Reviewed by Bob Blough
Indrapramit Das is one of my favorite new authors. He writes with a heart for characters and the ability to look beyond the normal strictures of SF. That said, his story here, “Karina Who Kissed Spacetime” did not work for me, though it’s a cool idea. Karina kisses the narrator on a cold street at a college in Pennsylvania. This kiss cracks open the timelines so that the unnamed narrator can see them all. Through the story we see him looking at the various futures with this girl whom he desperately loves. He makes his choice as to which line to follow and it ends on a very poignant note. It should work, but there is a little too much overdone prose. The style unfortunately overwhelms the lovely story buried beneath it.

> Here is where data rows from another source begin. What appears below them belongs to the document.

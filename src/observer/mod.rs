//! Observer fan-out for engine state changes.
//!
//! The module is organised around [`ObserverHub`], which delivers
//! [`EngineEvent`]s synchronously and in registration order to every
//! registered [`ChangeObserver`], isolating per-observer faults.

pub mod event;
pub mod hub;
pub mod observers;

pub use event::EngineEvent;
pub use hub::{ObserverHub, ObserverId};
pub use observers::{ChangeObserver, ChannelObserver, MemoryObserver, TracingObserver};
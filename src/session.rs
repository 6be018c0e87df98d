//! Session facade: one graph, one runner, one undo history, one hub.
//!
//! [`TimelineSession`] owns the pieces and mediates between them, which is
//! where the single-owner discipline lives: the graph is mutated either by
//! history-wrapped edits or by the runner, never both at once. Edits and
//! undo are rejected with `Locked` while the runner is engaged
//! (playing, paused, or awaiting a decision).
//!
//! When a [`NodeStore`] is attached, every edit and every runtime mutation
//! of durable fields is mirrored to it. The in-memory mutation is applied
//! first; a store failure surfaces as `StoreUnavailable` with in-memory
//! state intact, so the caller can retry persistence without re-deriving
//! anything.

use chrono::{DateTime, Utc};
use std::sync::Arc;

use crate::codec::{self, GraphDocument, NodeRecord};
use crate::config::EngineConfig;
use crate::error::EngineError;
use crate::estimator::DurationEstimator;
use crate::graph::{GraphNode, NodeDraft, WorkflowGraph};
use crate::history::EditHistory;
use crate::observer::{EngineEvent, ObserverHub};
use crate::runner::{ExecutionRunner, RunnerState, TickReport};
use crate::store::{NodePatch, NodeStore};
use crate::types::NodeId;

/// Owns a workflow graph together with its runner, undo history, observer
/// hub, and optional persistence mirror.
///
/// # Examples
///
/// ```rust
/// use chrono::Utc;
/// use chronoflow::config::EngineConfig;
/// use chronoflow::graph::NodeDraft;
/// use chronoflow::runner::RunnerState;
/// use chronoflow::session::TimelineSession;
///
/// # #[tokio::main(flavor = "current_thread")]
/// # async fn main() -> Result<(), chronoflow::error::EngineError> {
/// let mut session = TimelineSession::new(
///     NodeDraft::action("warm up"),
///     EngineConfig::default().with_step_grace_ms(0),
/// );
/// let root = session.graph().root_id();
/// session.add_child(root, NodeDraft::action("stretch")).await?;
///
/// session.start(root, Utc::now())?;
/// assert_eq!(session.runner_state(), RunnerState::Playing);
/// # Ok(())
/// # }
/// ```
pub struct TimelineSession {
    graph: WorkflowGraph,
    runner: ExecutionRunner,
    history: EditHistory,
    hub: ObserverHub,
    estimator: DurationEstimator,
    config: EngineConfig,
    store: Option<Arc<dyn NodeStore>>,
}

impl TimelineSession {
    /// Create a session around a fresh graph containing only `root`.
    #[must_use]
    pub fn new(root: NodeDraft, config: EngineConfig) -> Self {
        Self::from_graph(WorkflowGraph::new(root), config)
    }

    /// Create a session around an existing graph (e.g. test fixtures).
    #[must_use]
    pub fn from_graph(graph: WorkflowGraph, config: EngineConfig) -> Self {
        Self {
            graph,
            runner: ExecutionRunner::new(&config),
            history: EditHistory::new(config.undo_depth),
            hub: ObserverHub::new(),
            estimator: DurationEstimator::new(config.default_expected_duration_ms),
            config,
            store: None,
        }
    }

    /// Restore a session from a persisted document.
    pub fn from_document(doc: GraphDocument, config: EngineConfig) -> Result<Self, EngineError> {
        Ok(Self::from_graph(codec::import(doc)?, config))
    }

    /// Attach a persistence mirror.
    #[must_use]
    pub fn with_store(mut self, store: Arc<dyn NodeStore>) -> Self {
        self.store = Some(store);
        self
    }

    #[must_use]
    pub fn graph(&self) -> &WorkflowGraph {
        &self.graph
    }

    #[must_use]
    pub fn hub(&self) -> &ObserverHub {
        &self.hub
    }

    #[must_use]
    pub fn config(&self) -> &EngineConfig {
        &self.config
    }

    #[must_use]
    pub fn runner_state(&self) -> RunnerState {
        self.runner.state()
    }

    /// Ordered node ids visited by the current runner session.
    #[must_use]
    pub fn path(&self) -> &[NodeId] {
        self.runner.path()
    }

    #[must_use]
    pub fn undo_depth_used(&self) -> usize {
        self.history.len()
    }

    /// Flatten the graph into its persisted document form.
    #[must_use]
    pub fn export(&self) -> GraphDocument {
        codec::export(&self.graph)
    }

    /// Push a record for every current node to the store.
    ///
    /// Intended for the initial save of a graph the backend has not seen;
    /// subsequent edits and runs mirror themselves incrementally.
    pub async fn sync_store(&self) -> Result<(), EngineError> {
        let Some(store) = self.store.clone() else {
            return Ok(());
        };
        for id in self.graph.subtree_ids(self.graph.root_id()) {
            if let Some(node) = self.graph.get(id) {
                store.create_node(NodeRecord::from_node(node)).await?;
            }
        }
        Ok(())
    }

    fn ensure_unlocked(&self) -> Result<(), EngineError> {
        let state = self.runner.state();
        if state.is_engaged() {
            return Err(EngineError::Locked { state });
        }
        Ok(())
    }

    // ------------------------------------------------------------------
    // History-wrapped edits
    // ------------------------------------------------------------------

    /// Append a new leaf under `parent_id`.
    ///
    /// Drafts without an explicit expected duration inherit the estimate of
    /// an action sibling, falling back to the configured default.
    #[tracing::instrument(skip(self, draft), err)]
    pub async fn add_child(
        &mut self,
        parent_id: NodeId,
        mut draft: NodeDraft,
    ) -> Result<NodeId, EngineError> {
        self.ensure_unlocked()?;
        if draft.expected_duration_ms.is_none() {
            draft.expected_duration_ms =
                Some(self.estimator.offer_for_new_child(&self.graph, parent_id));
        }

        self.history.record(&self.graph);
        let child_id = match self.graph.add_child(parent_id, draft) {
            Ok(id) => id,
            Err(err) => {
                self.history.discard_last();
                return Err(err);
            }
        };
        self.emit_node(child_id);
        self.emit_node(parent_id);

        if let Some(store) = self.store.clone() {
            let record = NodeRecord::from_node(self.graph.get(child_id).expect("child present"));
            store.create_node(record).await?;
            let parent = self.graph.get(parent_id).expect("parent present");
            store
                .update_node(parent_id, NodePatch::linkage(parent))
                .await?;
        }
        Ok(child_id)
    }

    /// Change a node's display title.
    #[tracing::instrument(skip(self, title), err)]
    pub async fn rename(
        &mut self,
        id: NodeId,
        title: impl Into<String>,
    ) -> Result<(), EngineError> {
        self.ensure_unlocked()?;
        let title = title.into();

        self.history.record(&self.graph);
        if let Err(err) = self.graph.rename(id, title.clone()) {
            self.history.discard_last();
            return Err(err);
        }
        self.emit_node(id);

        if let Some(store) = self.store.clone() {
            store
                .update_node(
                    id,
                    NodePatch {
                        title: Some(title),
                        ..NodePatch::default()
                    },
                )
                .await?;
        }
        Ok(())
    }

    /// Relabel the option addressing `child_id` on a decision node.
    #[tracing::instrument(skip(self, label), err)]
    pub async fn add_option(
        &mut self,
        decision_id: NodeId,
        child_id: NodeId,
        label: impl Into<String>,
    ) -> Result<(), EngineError> {
        self.ensure_unlocked()?;

        self.history.record(&self.graph);
        if let Err(err) = self.graph.add_option(decision_id, child_id, label) {
            self.history.discard_last();
            return Err(err);
        }
        self.emit_node(decision_id);

        if let Some(store) = self.store.clone() {
            let decision = self.graph.get(decision_id).expect("decision present");
            store
                .update_node(decision_id, NodePatch::linkage(decision))
                .await?;
        }
        Ok(())
    }

    /// Delete `id` and its whole subtree.
    #[tracing::instrument(skip(self), err)]
    pub async fn delete_subtree(&mut self, id: NodeId) -> Result<(), EngineError> {
        self.ensure_unlocked()?;
        let parent_id = self.graph.get(id).and_then(GraphNode::parent_id);

        self.history.record(&self.graph);
        let removed = match self.graph.delete_subtree(id) {
            Ok(removed) => removed,
            Err(err) => {
                self.history.discard_last();
                return Err(err);
            }
        };
        if let Some(parent_id) = parent_id {
            self.emit_node(parent_id);
        }

        if let Some(store) = self.store.clone() {
            for gone in removed {
                store.delete_node(gone).await?;
            }
            if let Some(parent_id) = parent_id {
                let parent = self.graph.get(parent_id).expect("parent present");
                store
                    .update_node(parent_id, NodePatch::linkage(parent))
                    .await?;
            }
        }
        Ok(())
    }

    /// Replace the live graph with the most recent snapshot.
    ///
    /// Returns `Ok(false)` when there is nothing to undo. Fails with
    /// `Locked` while the runner is engaged.
    #[tracing::instrument(skip(self), err)]
    pub fn undo(&mut self) -> Result<bool, EngineError> {
        self.ensure_unlocked()?;
        let Some(snapshot) = self.history.undo() else {
            return Ok(false);
        };
        self.graph = snapshot;
        for node in self.graph.nodes() {
            self.hub.emit(&EngineEvent::node_changed(node));
        }
        tracing::debug!(remaining = self.history.len(), "undo applied");
        Ok(true)
    }

    // ------------------------------------------------------------------
    // Runner control
    // ------------------------------------------------------------------

    /// Begin a runner session at `start_id` and evaluate it immediately.
    pub fn start(&mut self, start_id: NodeId, now: DateTime<Utc>) -> Result<TickReport, EngineError> {
        self.runner.start(&mut self.graph, &self.hub, start_id, now)
    }

    /// Evaluate the current position against `now`, mirroring any durable
    /// changes (completions, resolutions) to the attached store.
    pub async fn tick(&mut self, now: DateTime<Utc>) -> Result<TickReport, EngineError> {
        let report = self.runner.tick(&mut self.graph, &self.hub, now)?;
        self.mirror_report(&report).await?;
        Ok(report)
    }

    /// Resolve the decision the session is suspended on.
    pub async fn resolve(
        &mut self,
        decision_id: NodeId,
        chosen_child_id: NodeId,
        now: DateTime<Utc>,
    ) -> Result<TickReport, EngineError> {
        let report =
            self.runner
                .resolve(&mut self.graph, &self.hub, decision_id, chosen_child_id, now)?;
        self.mirror_report(&report).await?;
        Ok(report)
    }

    /// Freeze tick evaluation; elapsed time on the current action is banked.
    pub fn pause(&mut self, now: DateTime<Utc>) -> Result<(), EngineError> {
        self.runner.pause(&mut self.graph, &self.hub, now)
    }

    /// Unfreeze a paused session.
    pub fn resume(&mut self, now: DateTime<Utc>) -> Result<(), EngineError> {
        self.runner.resume(&mut self.graph, &self.hub, now)
    }

    /// Stop the session unconditionally.
    pub fn stop(&mut self) {
        self.runner.stop(&self.hub);
    }

    /// Stop and restore every node's transient fields for replay.
    pub fn reset(&mut self) {
        self.runner.reset(&mut self.graph, &self.hub);
    }

    fn emit_node(&self, id: NodeId) {
        if let Some(node) = self.graph.get(id) {
            self.hub.emit(&EngineEvent::node_changed(node));
        }
    }

    /// Push durable runtime mutations described by `report` to the store.
    async fn mirror_report(&self, report: &TickReport) -> Result<(), EngineError> {
        let Some(store) = self.store.clone() else {
            return Ok(());
        };
        if let Some(completed) = report.completed
            && let Some(node) = self.graph.get(completed)
        {
            store.update_node(completed, NodePatch::timing(node)).await?;
        }
        if let Some(resolved) = report.resolved
            && let Some(decision) = self.graph.get(resolved).and_then(GraphNode::as_decision)
        {
            store
                .update_node(
                    resolved,
                    NodePatch {
                        chosen_history: Some(decision.chosen_history.clone()),
                        ..NodePatch::default()
                    },
                )
                .await?;
        }
        Ok(())
    }
}
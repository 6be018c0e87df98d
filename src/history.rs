//! Bounded undo over the workflow graph.
//!
//! Before any mutating edit, the session pushes a deep snapshot of the
//! graph onto this stack. The stack is capped: the oldest snapshot is
//! discarded on overflow. There is no redo stack.

use std::collections::VecDeque;

use crate::graph::WorkflowGraph;

/// Snapshots retained by default.
pub const DEFAULT_UNDO_DEPTH: usize = 50;

/// A capped stack of graph snapshots.
#[derive(Clone, Debug, Default)]
pub struct EditHistory {
    snapshots: VecDeque<WorkflowGraph>,
    depth: usize,
}

impl EditHistory {
    /// Create a history retaining at most `depth` snapshots (minimum 1).
    #[must_use]
    pub fn new(depth: usize) -> Self {
        Self {
            snapshots: VecDeque::new(),
            depth: depth.max(1),
        }
    }

    /// Push a deep snapshot, evicting the oldest one if at capacity.
    pub fn record(&mut self, graph: &WorkflowGraph) {
        if self.snapshots.len() == self.depth {
            self.snapshots.pop_front();
        }
        self.snapshots.push_back(graph.clone());
    }

    /// Pop and return the most recent snapshot.
    #[must_use]
    pub fn undo(&mut self) -> Option<WorkflowGraph> {
        self.snapshots.pop_back()
    }

    /// Drop the most recent snapshot without returning it. Used when an
    /// edit fails after its snapshot was taken, so undo never replays a
    /// no-op.
    pub(crate) fn discard_last(&mut self) {
        self.snapshots.pop_back();
    }

    #[must_use]
    pub fn len(&self) -> usize {
        self.snapshots.len()
    }

    #[must_use]
    pub fn is_empty(&self) -> bool {
        self.snapshots.is_empty()
    }

    pub fn clear(&mut self) {
        self.snapshots.clear();
    }
}
#![allow(dead_code)]

pub mod fixtures;
pub mod stores;

pub use fixtures::*;
pub use stores::*;
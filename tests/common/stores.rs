//! Store doubles for persistence tests.

use async_trait::async_trait;

use chronoflow::codec::NodeRecord;
use chronoflow::store::{NodePatch, NodeStore, StoreError};
use chronoflow::types::NodeId;

/// Store that refuses every call, simulating an unreachable backend.
#[derive(Debug, Default)]
pub struct FailingStore;

#[async_trait]
impl NodeStore for FailingStore {
    async fn create_node(&self, _record: NodeRecord) -> Result<NodeId, StoreError> {
        Err(StoreError::unavailable("backend offline"))
    }

    async fn update_node(&self, _id: NodeId, _patch: NodePatch) -> Result<(), StoreError> {
        Err(StoreError::unavailable("backend offline"))
    }

    async fn delete_node(&self, _id: NodeId) -> Result<(), StoreError> {
        Err(StoreError::unavailable("backend offline"))
    }
}
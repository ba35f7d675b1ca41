//! The `SchemaRegistry` trait.
//!
//! Schema rows are append-only. There is no update operation: publishing a
//! change means registering a higher version for the same identifier.

use std::future::Future;

use uuid::Uuid;

use crate::schema::{NewSchema, SchemaDocument, SchemaKind};

/// Storage for versioned item and record schemas.
///
/// Implementations must make the "highest version" check and the insert of
/// [`register`](Self::register) atomic, so that of two concurrent
/// registrations of the same `(identifier, version)` exactly one succeeds.
pub trait SchemaRegistry: Send + Sync {
  type Error: std::error::Error + Send + Sync + 'static;

  /// Register a new schema version.
  ///
  /// Fails with `DuplicateVersion` if the exact version exists, and with
  /// `InvalidVersion` if the version is zero or lower than the latest one.
  /// Version gaps are allowed.
  fn register(
    &self,
    input: NewSchema,
  ) -> impl Future<Output = Result<SchemaDocument, Self::Error>> + Send + '_;

  /// Fetch one exact version. Fails with `SchemaNotFound`.
  fn resolve<'a>(
    &'a self,
    kind: SchemaKind,
    identifier: &'a str,
    version: u32,
  ) -> impl Future<Output = Result<SchemaDocument, Self::Error>> + Send + 'a;

  /// Fetch the highest registered version. Fails with `SchemaNotFound`.
  fn latest<'a>(
    &'a self,
    kind: SchemaKind,
    identifier: &'a str,
  ) -> impl Future<Output = Result<SchemaDocument, Self::Error>> + Send + 'a;

  /// Fetch a schema row by its id. Fails with `SchemaIdNotFound`.
  fn get_schema(
    &self,
    kind: SchemaKind,
    schema_id: Uuid,
  ) -> impl Future<Output = Result<SchemaDocument, Self::Error>> + Send + '_;

  /// Every version of `identifier`, lowest first. Empty when unknown.
  fn list_versions<'a>(
    &'a self,
    kind: SchemaKind,
    identifier: &'a str,
  ) -> impl Future<Output = Result<Vec<SchemaDocument>, Self::Error>> + Send + 'a;

  /// Remove a schema row that nothing references.
  ///
  /// Fails with `ReferentialIntegrityViolation` while any record is bound to
  /// it.
  fn delete_schema(
    &self,
    kind: SchemaKind,
    schema_id: Uuid,
  ) -> impl Future<Output = Result<(), Self::Error>> + Send + '_;
}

But read it, flawed as it is, and read all the Indrapramit Das stories you can find. I feel we are seeing the birth of a future giant in the field.
The next story is a slight one by the amazingly talented Lavie Tidhar. He is prolific and already one of the best short fiction writers in the field. “Titanic!” however is a trifle. He conflates the ship of the title with Dr. Jekyll and other disastrous events in an alternate story of the Titanic’s big night. It’s a bagatelle but a fun one.
“Call Girl” by Tang Fei (translated by Ken Lui) contains another interesting idea. Xiaoyi is a high school student who has the ability to create stories for people. Not write them, but actually create a story that they live with or perhaps in – it’s not clear. She sees each story in the shape of various dogs that buyers purchase from her. This is an interesting and very unusual story line, however, the prose is too ephemeral, too light to engage the reader in order to make it memorable.